If race is not a problem today, I answer, we should be able to talk about it – and easily.
Instead, when conflict situations flare up in the media, they can be counted on to spark outrage and national debates. Minority groups usually take the lead in discussions and majority groups go on the offense, or retreat. Targets of discrimination keep changing, and on the global stage all kinds of “us” and “them” clashes are played out everyday.
Human nature gets the discredit: people will always find someone to look down on, we say. But our greatness lies in the human potential to continually strive to rise above those tendencies.
If race is a problem then we must keep talking – or trying.
We just need some better ways to do it.
I wondered this: What if you asked a cross-section of people the same questions – not about their opinions but about their personal experiences with racial change – and gave them the opportunity to discuss race relations as a naturally-occurring part of their lives? Maybe this could turn into cross-cultural dialogues that shift the tone of the conversation a bit.
During those first interviews in this new territory, though, a wave of trepidation would sweep over me, suddenly, at times. I’d pull onto the swale of some quiet street and take a few deep breaths until I felt composed enough to ring the doorbell for the scheduled interview. I was unsure of what to expect, especially from Whites. Would the wounds that I knew I would inevitably encounter across racial and ethnic lines be too painful – for all of us? Would it be possible to talk about race in a nation adept at stonewalling conversation and do it in a non-confrontational, hopeful way?
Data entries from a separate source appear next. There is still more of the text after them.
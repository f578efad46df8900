//! Terminal capability detection and utilities

use owo_colors::{colors::css, OwoColorize};

/// Detects whether colored output should be enabled
pub fn supports_color() -> bool {
    supports_color::on(supports_color::Stream::Stdout).is_some()
}

/// Extension trait for colorizing output
pub trait Colorize {
    /// Color as success (green)
    fn success(&self) -> String;
}

impl Colorize for str {
    fn success(&self) -> String {
        if supports_color() {
            self.fg::<css::Green>().to_string()
        } else {
            self.to_string()
        }
    }
}

impl Colorize for String {
    fn success(&self) -> String {
        self.as_str().success()
    }
}
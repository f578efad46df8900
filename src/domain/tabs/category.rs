//! The subsystem's Category tab.

use crate::domain::{
    format,
    selection::Category,
    tab::FormatResultExt,
    Field, RenderError, Tab, TabContext,
};

use super::checkbox;

const FIELDS: &[Field] = &[
    Field::computed(Some("Category of subsystem"), "category", category),
    Field::new("Reduced test frequency", "reducedtestingrate")
        .formatted(checkbox)
        .shown_if(category_two),
    Field::new("Requirements for the category", "catconditions")
        .formatted(requirements)
        .shown_if(category_known),
    Field::new("Documentation", "catdocumentation"),
    Field::new("Source", "catstandard"),
    Field::new("File", "catstandardfile"),
];

/// Requirement texts keyed by option number, with the categories each
/// requirement applies to.
const REQUIREMENTS: &[(u8, &str, &str)] = &[
    (1, "B1234", "Basic safety principles are being used."),
    (2, "1", "Well-tried components are being used."),
    (3, "1234", "Well-tried safety principles are being used."),
    (4, "34", "A single fault tolerance and reasonable fault detection are given."),
    (5, "4", "Accumulation of faults does not lead to a loss of the safety function."),
    (6, "2", "The requirements for the test frequency are satisfied."),
    (10, "B1234", "Accordance with relevant standards to withstand the expected influences."),
];

/// The Category tab of a subsystem; hidden when the PL is entered directly.
#[must_use]
pub fn tab() -> Tab {
    Tab::new("Category", FIELDS).shown_if(pl_derived)
}

fn pl_derived(context: &TabContext<'_>) -> Result<bool, RenderError> {
    Ok(context
        .node()
        .state()
        .pl_method
        .is_some_and(|method| !method.is_direct()))
}

fn selected(context: &TabContext<'_>) -> Category {
    context.node().state().category.unwrap_or(Category::Unknown)
}

fn category_two(context: &TabContext<'_>) -> Result<bool, RenderError> {
    Ok(selected(context) == Category::Two)
}

fn category_known(context: &TabContext<'_>) -> Result<bool, RenderError> {
    Ok(selected(context) != Category::Unknown)
}

fn category(context: &TabContext<'_>) -> Result<String, RenderError> {
    Ok(selected(context).to_string())
}

/// Lists the ticked requirements that apply to the category, one per line.
/// The list starts on the line after the title.
fn requirements(context: &TabContext<'_>, raw: &str) -> Result<String, RenderError> {
    let Some(symbol) = selected(context).symbol() else {
        return Ok(String::new());
    };

    let mut lines = vec![""];
    for option in format::checklist(raw).in_row(context)? {
        let &(_, categories, text) = REQUIREMENTS
            .iter()
            .find(|&&(key, ..)| key == option)
            .ok_or(format::FormatError::ChecklistOption(option))
            .in_row(context)?;
        if categories.contains(symbol) {
            lines.push(text);
        }
    }

    Ok(lines.join("\n"))
}
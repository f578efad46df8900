use std::{borrow::Borrow, fmt, ops::Deref, str::FromStr};

use non_empty_string::NonEmptyString;

/// The unique identifier of a row in a SISTEMA project document.
///
/// SISTEMA assigns every row an opaque `oid` attribute, and rows refer to
/// each other (parents, applied measures) by these identifiers. The only
/// structural guarantee is that an identifier is non-empty.
#[derive(Debug, Clone, PartialEq, Eq, PartialOrd, Ord, Hash)]
pub struct Oid(NonEmptyString);

impl Oid {
    /// Creates a new `Oid` from a string.
    ///
    /// # Errors
    ///
    /// Returns [`EmptyOidError`] if the string is empty.
    pub fn new(s: String) -> Result<Self, EmptyOidError> {
        NonEmptyString::new(s).map(Self).map_err(|_| EmptyOidError)
    }

    /// Returns the string slice.
    #[must_use]
    pub fn as_str(&self) -> &str {
        self.0.as_str()
    }
}

impl TryFrom<&str> for Oid {
    type Error = EmptyOidError;

    fn try_from(value: &str) -> Result<Self, Self::Error> {
        Self::new(value.to_string())
    }
}

impl FromStr for Oid {
    type Err = EmptyOidError;

    fn from_str(s: &str) -> Result<Self, Self::Err> {
        Self::new(s.to_string())
    }
}

impl AsRef<str> for Oid {
    fn as_ref(&self) -> &str {
        self.as_str()
    }
}

// `Hash` on the wrapped string matches `str`, so lookups by `&str` are sound.
impl Borrow<str> for Oid {
    fn borrow(&self) -> &str {
        self.as_str()
    }
}

impl Deref for Oid {
    type Target = str;

    fn deref(&self) -> &Self::Target {
        self.as_str()
    }
}

impl fmt::Display for Oid {
    fn fmt(&self, f: &mut fmt::Formatter) -> fmt::Result {
        write!(f, "{}", self.0)
    }
}

/// Error returned when a row identifier is empty.
#[derive(Debug, thiserror::Error, PartialEq, Eq)]
#[error("row identifiers must not be empty")]
pub struct EmptyOidError;
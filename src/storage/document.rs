//! The flat table-of-tables view of a SISTEMA project document.
//!
//! A project file is an XML document whose root holds a `tables` element.
//! Each `table` carries a `table_name` attribute and a `rows` element, and
//! every child of `rows` is a flat set of attributes identified by a unique
//! `oid`. The [`RowStore`] loads all of it once and never changes afterwards;
//! it knows nothing about the project tree built on top of it.

use std::{
    collections::HashMap,
    io,
    path::{Path, PathBuf},
};

use roxmltree::{Document, Node};
use tracing::instrument;

use crate::storage::Oid;

/// A single row: an identifier plus its raw attribute values.
#[derive(Debug, Clone, PartialEq, Eq)]
pub struct Row {
    oid: Oid,
    attributes: HashMap<String, String>,
}

impl Row {
    /// The identifier of this row.
    #[must_use]
    pub const fn oid(&self) -> &Oid {
        &self.oid
    }

    /// Returns the raw value of an attribute, if the row defines it.
    #[must_use]
    pub fn get(&self, attribute: &str) -> Option<&str> {
        self.attributes.get(attribute).map(String::as_str)
    }

    /// Returns the raw value of an attribute the caller relies on.
    ///
    /// # Errors
    ///
    /// Returns [`MissingAttribute`] if the row does not define it.
    pub fn require(&self, attribute: &str) -> Result<&str, MissingAttribute> {
        self.get(attribute).ok_or_else(|| MissingAttribute {
            oid: self.oid.clone(),
            attribute: attribute.to_string(),
        })
    }
}

/// A named table and its rows, in document order.
#[derive(Debug, Clone, PartialEq, Eq)]
pub struct Table {
    name: String,
    rows: Vec<Row>,
}

impl Table {
    /// The `table_name` of this table, e.g. `componentops`.
    #[must_use]
    pub fn name(&self) -> &str {
        &self.name
    }

    /// The rows of this table, in the order they appear in the document.
    #[must_use]
    pub fn rows(&self) -> &[Row] {
        &self.rows
    }
}

/// All rows of a project document, grouped by table.
#[derive(Debug, Default)]
pub struct RowStore {
    tables: Vec<Table>,

    /// Position of every row, as (table index, row index).
    index: HashMap<Oid, (usize, usize)>,
}

impl RowStore {
    /// Reads and parses a project document from disk.
    ///
    /// # Errors
    ///
    /// Returns an error if the file cannot be read or is not a well-formed
    /// project document.
    #[instrument(level = "debug")]
    pub fn load(path: &Path) -> Result<Self, LoadError> {
        let text = std::fs::read_to_string(path).map_err(|source| LoadError::Io {
            path: path.to_path_buf(),
            source,
        })?;
        Self::parse(&text)
    }

    /// Parses a project document from its XML text.
    ///
    /// Tables are kept in document order, and rows in the order they appear
    /// within their table.
    ///
    /// # Errors
    ///
    /// Returns an error if the text is not well-formed XML, if a table has
    /// no name, or if a row identifier is missing or not unique.
    pub fn parse(text: &str) -> Result<Self, LoadError> {
        let document = Document::parse(text)?;
        let mut store = Self::default();

        for table in children(document.root_element(), "tables")
            .flat_map(|tables| children(tables, "table"))
        {
            store.read_table(table)?;
        }

        tracing::info!(
            "Loaded {} rows from {} tables",
            store.index.len(),
            store.tables.len()
        );

        Ok(store)
    }

    fn read_table(&mut self, element: Node<'_, '_>) -> Result<(), LoadError> {
        let name = element
            .attribute("table_name")
            .ok_or(LoadError::UnnamedTable)?
            .to_string();
        let table_index = self.tables.len();
        let mut rows = Vec::new();

        for (row_index, row) in children(element, "rows")
            .flat_map(|rows| rows.children().filter(Node::is_element))
            .enumerate()
        {
            let oid = row
                .attribute("oid")
                .and_then(|oid| Oid::try_from(oid).ok())
                .ok_or_else(|| LoadError::MissingOid {
                    table: name.clone(),
                    index: row_index,
                })?;

            if self.index.contains_key(&oid) {
                return Err(LoadError::DuplicateOid(oid));
            }
            self.index.insert(oid.clone(), (table_index, row_index));

            let attributes = row
                .attributes()
                .map(|attribute| (attribute.name().to_string(), attribute.value().to_string()))
                .collect();

            rows.push(Row { oid, attributes });
        }

        tracing::debug!("Read table '{name}' with {} rows", rows.len());
        self.tables.push(Table { name, rows });
        Ok(())
    }

    /// All tables, in document order.
    #[must_use]
    pub fn tables(&self) -> &[Table] {
        &self.tables
    }

    /// Finds the first table with the given name.
    #[must_use]
    pub fn table(&self, name: &str) -> Option<&Table> {
        self.tables.iter().find(|table| table.name == name)
    }

    /// Looks up a row in any table by its identifier.
    ///
    /// # Errors
    ///
    /// Returns [`NotFound`] if no row has the identifier.
    pub fn row(&self, oid: &str) -> Result<&Row, NotFound> {
        self.index
            .get(oid)
            .map(|&(table, row)| &self.tables[table].rows[row])
            .ok_or_else(|| NotFound(oid.to_string()))
    }

    /// Finds the rows of `table` whose `attribute` holds the given
    /// identifier, in document order.
    ///
    /// This is how rows in one table point back at rows in another, e.g. the
    /// applied CCF measures of a subsystem.
    pub fn rows_referencing<'a>(
        &'a self,
        table: &'a str,
        attribute: &'a str,
        oid: &'a str,
    ) -> impl Iterator<Item = &'a Row> + 'a {
        self.tables
            .iter()
            .filter(move |t| t.name == table)
            .flat_map(|t| t.rows.iter())
            .filter(move |row| row.get(attribute) == Some(oid))
    }

    /// The total number of rows across all tables.
    #[must_use]
    pub fn len(&self) -> usize {
        self.index.len()
    }

    /// Whether the document contains no rows at all.
    #[must_use]
    pub fn is_empty(&self) -> bool {
        self.index.is_empty()
    }
}

fn children<'a, 'input: 'a>(
    node: Node<'a, 'input>,
    tag: &'static str,
) -> impl Iterator<Item = Node<'a, 'input>> {
    node.children()
        .filter(move |child| child.is_element() && child.has_tag_name(tag))
}

/// Errors that can occur when loading a project document.
#[derive(Debug, thiserror::Error)]
pub enum LoadError {
    /// The file could not be read.
    #[error("failed to read {}", path.display())]
    Io {
        /// The path that was being read.
        path: PathBuf,
        /// The underlying I/O error.
        #[source]
        source: io::Error,
    },

    /// The document is not well-formed XML.
    #[error("malformed project document")]
    Xml(#[from] roxmltree::Error),

    /// A table element has no `table_name`.
    #[error("table element has no 'table_name' attribute")]
    UnnamedTable,

    /// A row has no (or an empty) `oid`.
    #[error("row {index} of table '{table}' has no 'oid' attribute")]
    MissingOid {
        /// The table containing the row.
        table: String,
        /// Zero-based position of the row within its table.
        index: usize,
    },

    /// Two rows share an identifier.
    #[error("row identifier {0} appears more than once")]
    DuplicateOid(Oid),
}

/// A lookup by identifier found no row.
#[derive(Debug, thiserror::Error, PartialEq, Eq)]
#[error("no row with identifier {0}")]
pub struct NotFound(pub String);

/// A row lacks an attribute the caller relies on.
#[derive(Debug, thiserror::Error, PartialEq, Eq)]
#[error("row {oid} has no '{attribute}' attribute")]
pub struct MissingAttribute {
    /// The row that was read.
    pub oid: Oid,
    /// The attribute that was expected.
    pub attribute: String,
}
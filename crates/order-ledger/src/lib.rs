//! 积分账本
//!
//! 持久化用户提交的入账订单与积分扣减记录，并据此计算余额。
//!
//! ## 核心约束
//!
//! - 订单号全局唯一，且必须通过 Luhn 校验
//! - 入账订单状态只能向前推进，INVALID / PROCESSED 为终态
//! - 余额 = 已结算入账之和 - 扣减之和，扣减不会使余额为负
//!
//! ## 模块结构
//!
//! - `models`: 订单、余额及对外视图
//! - `repository`: `LedgerStore` 接口与 PostgreSQL / 内存实现
//! - `outcome`: 提交、扣减、写回的业务结果
//! - `luhn`: 订单号校验

pub mod error;
pub mod luhn;
pub mod models;
pub mod outcome;
pub mod repository;

pub use error::{LedgerError, Result};
pub use models::{Balance, Order, OrderKind, OrderNumber, OrderStatus};
pub use outcome::{ResolveOutcome, SubmitOutcome, WithdrawOutcome};
pub use repository::{InMemoryLedgerStore, LedgerStore, PgLedgerStore};
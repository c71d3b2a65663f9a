//! 数据库连接管理模块
//!
//! 提供 PostgreSQL 连接池管理、健康检查以及 orders 表的迁移执行。

use crate::config::DatabaseConfig;
use crate::error::{LoyaltyError, Result};
use sqlx::migrate::Migrator;
use sqlx::postgres::{PgPool, PgPoolOptions};
use std::time::Duration;
use tracing::{info, instrument};

/// 工作区根目录下的迁移脚本，编译期嵌入
static MIGRATOR: Migrator = sqlx::migrate!("../../migrations");

/// 数据库连接池包装
#[derive(Clone)]
pub struct Database {
    pool: PgPool,
}

impl Database {
    /// 创建数据库连接池
    #[instrument(skip(config))]
    pub async fn connect(config: &DatabaseConfig) -> Result<Self> {
        info!("正在连接数据库...");

        let pool = PgPoolOptions::new()
            .max_connections(config.max_connections)
            .min_connections(config.min_connections)
            .acquire_timeout(Duration::from_secs(config.connect_timeout_seconds))
            .idle_timeout(Duration::from_secs(config.idle_timeout_seconds))
            .connect(&config.url)
            .await?;

        info!(
            max_connections = config.max_connections,
            "数据库连接池已创建"
        );

        Ok(Self { pool })
    }

    /// 获取连接池引用
    pub fn pool(&self) -> &PgPool {
        &self.pool
    }

    /// 健康检查
    pub async fn health_check(&self) -> Result<()> {
        sqlx::query("SELECT 1")
            .execute(&self.pool)
            .await
            .map(|_| ())
            .map_err(LoyaltyError::from)
    }

    /// 关闭连接池
    pub async fn close(&self) {
        self.pool.close().await;
        info!("数据库连接池已关闭");
    }

    /// 执行尚未应用的迁移
    #[instrument(skip(self))]
    pub async fn run_migrations(&self) -> Result<()> {
        info!("正在执行数据库迁移...");
        MIGRATOR.run(&self.pool).await?;
        info!("数据库迁移完成");
        Ok(())
    }
}
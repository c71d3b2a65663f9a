//! 账本存储层
//!
//! - [`PgLedgerStore`]：PostgreSQL 实现，唯一约束与事务保证并发正确性
//! - [`InMemoryLedgerStore`]：内存实现，单把锁串行化所有写操作，语义与数据库实现一致

mod memory;
mod order_repo;
mod traits;

pub use memory::InMemoryLedgerStore;
pub use order_repo::PgLedgerStore;
pub use traits::*;

use chrono::{DateTime, Utc};
use rust_decimal::Decimal;

use crate::error::{LedgerError, Result};
use crate::models::{Order, OrderStatus};
use crate::outcome::ResolutionPlan;

/// 扣减金额校验，两种存储共用
///
/// 金额按原精度保存，不做舍入。
pub(crate) fn check_withdrawal_amount(amount: Decimal) -> Result<()> {
    if amount <= Decimal::ZERO {
        return Err(LedgerError::NonPositiveAmount(amount));
    }
    Ok(())
}

/// 计算对账结果写回时应执行的操作
///
/// - 非 PROCESSED 状态的金额一律记为 0
/// - 重复写入相同终态结果视为无变化
/// - 终态订单不接受任何不同的结果
pub(crate) fn plan_resolution(
    current: &Order,
    status: OrderStatus,
    amount: Decimal,
    resolved_at: DateTime<Utc>,
) -> Result<ResolutionPlan> {
    if amount < Decimal::ZERO {
        return Err(LedgerError::NegativeAmount(amount));
    }

    let amount = if status == OrderStatus::Processed {
        amount
    } else {
        Decimal::ZERO
    };

    if current.status == status && (!status.is_terminal() || current.amount == amount) {
        return Ok(ResolutionPlan::Skip);
    }

    if !current.status.can_advance_to(status) {
        return Err(LedgerError::IllegalTransition {
            number: current.number.to_string(),
            from: current.status,
            to: status,
        });
    }

    Ok(ResolutionPlan::Write {
        status,
        amount,
        resolved_at: status.is_terminal().then_some(resolved_at),
    })
}
//! 测试环境

use std::sync::Arc;

use accrual_reconciler::{HttpAccrualClient, PassReport, ReconciliationWorker};
use loyalty_shared::config::{AccrualConfig, ReconcilerConfig};
use order_ledger::{InMemoryLedgerStore, OrderNumber};
use tokio::sync::watch;
use tokio::task::JoinHandle;

use super::AccrualStub;

/// 组装好的测试环境
pub struct TestEnvironment {
    pub store: Arc<InMemoryLedgerStore>,
    pub accrual: AccrualStub,
    pub worker: ReconciliationWorker,
    shutdown_tx: watch::Sender<bool>,
    shutdown_rx: watch::Receiver<bool>,
}

impl TestEnvironment {
    pub async fn setup() -> anyhow::Result<Self> {
        let accrual = AccrualStub::start().await?;
        let store = Arc::new(InMemoryLedgerStore::new());

        let accrual_config = AccrualConfig {
            base_url: accrual.base_url().to_string(),
            request_timeout_ms: 1_000,
            default_retry_after_seconds: 1,
            // 限流暂停不拖慢测试
            max_retry_after_seconds: 0,
        };
        let reconciler_config = ReconcilerConfig {
            poll_interval_ms: 20,
            page_size: 10,
            failure_backoff_initial_ms: 20,
            failure_backoff_max_ms: 100,
        };

        let client = Arc::new(HttpAccrualClient::new(&accrual_config)?);
        let worker =
            ReconciliationWorker::new(store.clone(), client, &reconciler_config, &accrual_config);
        let (shutdown_tx, shutdown_rx) = watch::channel(false);

        Ok(Self {
            store,
            accrual,
            worker,
            shutdown_tx,
            shutdown_rx,
        })
    }

    /// 执行一轮对账
    pub async fn reconcile(&mut self) -> anyhow::Result<PassReport> {
        Ok(self.worker.run_pass(&mut self.shutdown_rx).await?)
    }

    /// 发出关闭信号
    pub fn shutdown(&self) {
        self.shutdown_tx.send_replace(true);
    }

    /// 把工作器主循环放到后台运行
    pub fn spawn_worker(self) -> RunningEnvironment {
        let handle = tokio::spawn(self.worker.run(self.shutdown_rx));
        RunningEnvironment {
            store: self.store,
            accrual: self.accrual,
            handle,
            shutdown_tx: self.shutdown_tx,
        }
    }

    pub fn number(raw: &str) -> OrderNumber {
        OrderNumber::parse(raw).expect("测试订单号应通过校验")
    }
}

/// 工作器在后台运行中的测试环境
pub struct RunningEnvironment {
    pub store: Arc<InMemoryLedgerStore>,
    pub accrual: AccrualStub,
    handle: JoinHandle<()>,
    shutdown_tx: watch::Sender<bool>,
}

impl RunningEnvironment {
    /// 发出关闭信号并等待工作器退出
    pub async fn stop(self) -> Result<(), tokio::task::JoinError> {
        self.shutdown_tx.send_replace(true);
        self.handle.await
    }
}
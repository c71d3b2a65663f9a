//! accrual 对账服务入口

use std::sync::Arc;

use accrual_reconciler::{HttpAccrualClient, ReconciliationWorker, cli::Cli};
use clap::Parser;
use loyalty_shared::{
    LoyaltyError, config::AppConfig, database::Database, observability, retry::RetryPolicy,
    retry::retry_with_policy,
};
use order_ledger::PgLedgerStore;
use tokio::sync::watch;
use tracing::{error, info, warn};

#[tokio::main]
async fn main() -> anyhow::Result<()> {
    let cli = Cli::parse();

    let mut config = AppConfig::load("accrual-reconciler")?;
    cli.apply(&mut config);
    config.validate()?;

    let guard = observability::init(&config.service_name, &config.observability).await?;

    info!(
        environment = %config.environment,
        accrual = %config.accrual.base_url,
        metrics = guard.metrics_enabled(),
        "Starting accrual-reconciler"
    );

    // 启动阶段数据库可能尚未就绪，按可重试错误退避重连
    let db = retry_with_policy(
        &RetryPolicy::default(),
        "database_connect",
        LoyaltyError::is_retryable,
        || Database::connect(&config.database),
    )
    .await?;
    db.run_migrations().await?;

    let store = Arc::new(PgLedgerStore::new(db.pool().clone()));
    let client = Arc::new(HttpAccrualClient::new(&config.accrual)?);
    let worker = ReconciliationWorker::new(store, client, &config.reconciler, &config.accrual);

    let (shutdown_tx, shutdown_rx) = watch::channel(false);
    let mut handle = tokio::spawn(worker.run(shutdown_rx));

    tokio::select! {
        _ = shutdown_signal() => {
            let _ = shutdown_tx.send(true);
            if let Err(e) = handle.await {
                error!(error = %e, "对账工作器异常退出");
            }
        }
        result = &mut handle => {
            if let Err(e) = result {
                error!(error = %e, "对账工作器异常退出");
            }
        }
    }

    db.close().await;
    info!("accrual-reconciler stopped");
    drop(guard);
    Ok(())
}

async fn shutdown_signal() {
    let ctrl_c = async {
        if let Err(e) = tokio::signal::ctrl_c().await {
            warn!(error = %e, "注册 Ctrl+C 处理器失败");
            std::future::pending::<()>().await;
        }
    };

    #[cfg(unix)]
    let terminate = async {
        match tokio::signal::unix::signal(tokio::signal::unix::SignalKind::terminate()) {
            Ok(mut signal) => {
                signal.recv().await;
            }
            Err(e) => {
                warn!(error = %e, "注册 SIGTERM 处理器失败");
                std::future::pending::<()>().await;
            }
        }
    };

    #[cfg(not(unix))]
    let terminate = std::future::pending::<()>();

    tokio::select! {
        _ = ctrl_c => info!("Received Ctrl+C, initiating graceful shutdown..."),
        _ = terminate => info!("Received SIGTERM, initiating graceful shutdown..."),
    }
}
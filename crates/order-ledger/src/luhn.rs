//! Luhn 校验
//!
//! 订单号在进入账本前必须通过 Luhn 校验。

/// 校验数字串是否满足 Luhn 算法
///
/// 空串或包含非 ASCII 数字的输入一律视为无效。
pub fn is_valid(number: &str) -> bool {
    if number.is_empty() || !number.bytes().all(|b| b.is_ascii_digit()) {
        return false;
    }
    checksum(number.bytes().rev(), false) % 10 == 0
}

/// 计算应追加在 `prefix` 之后的校验位
///
/// 返回 None 表示前缀为空或含非数字字符。
pub fn check_digit(prefix: &str) -> Option<u8> {
    if prefix.is_empty() || !prefix.bytes().all(|b| b.is_ascii_digit()) {
        return None;
    }
    // 追加校验位后，prefix 的最低位处于需要加倍的位置
    let sum = checksum(prefix.bytes().rev(), true);
    Some(((10 - sum % 10) % 10) as u8)
}

/// 在 `prefix` 后追加校验位，得到一个合法订单号
pub fn complete(prefix: &str) -> Option<String> {
    check_digit(prefix).map(|d| format!("{prefix}{d}"))
}

fn checksum(digits_from_right: impl Iterator<Item = u8>, double_first: bool) -> u32 {
    digits_from_right
        .enumerate()
        .map(|(i, b)| {
            let d = u32::from(b - b'0');
            let doubled = (i % 2 == 0) == double_first;
            match (doubled, d * 2) {
                (true, v) if v > 9 => v - 9,
                (true, v) => v,
                (false, _) => d,
            }
        })
        .sum()
}
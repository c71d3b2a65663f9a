//! 账本数据模型

mod enums;
mod order;
mod view;

pub use enums::{OrderKind, OrderStatus};
pub use order::{Balance, Order, OrderNumber};
pub use view::{BalanceView, DepositView, WithdrawalView};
Beginning can be the hardest part.
The work has resonated with people, and with the media, over the years. So far, more than 125 race and ethnic relations oral histories of Blacks, Whites, Hispanics/Latinos, Caribbeans, and Asians have been collected for the historical archives – native-born and immigrant residents of Southern Florida, nationally cited as one of the most diverse areas in the country.
It has spawned books, public TV productions, CNN coverage, youth training programs and community projects on race in Florida as well as an expansion of “race” and change oral histories to Ghana, West Africa.
In the U.S., polls and surveys are quick to note that most of us continue to live racially-separated lives across ethnicities outside of work, school, or occasional activities, and despite the election of a president of African descent we still don’t tend to see eye-to-eye on progress in racial attitudes. But people’s personal stories provide glimpses behind those walls.
Many told me they were surprised at the things from the past – good and bad – that surfaced in the process of the telling, including struggles with differences within their own groups as well.
The fear I would feel from time to time always subsided when I remembered that this was their stories, not mine. Once I relaxed enough in the living room with a cup of morning coffee, at a dining room table after the dinner dishes were cleared, or in a quiet corner of an office at the start of end of a workday, all I had to do was listen.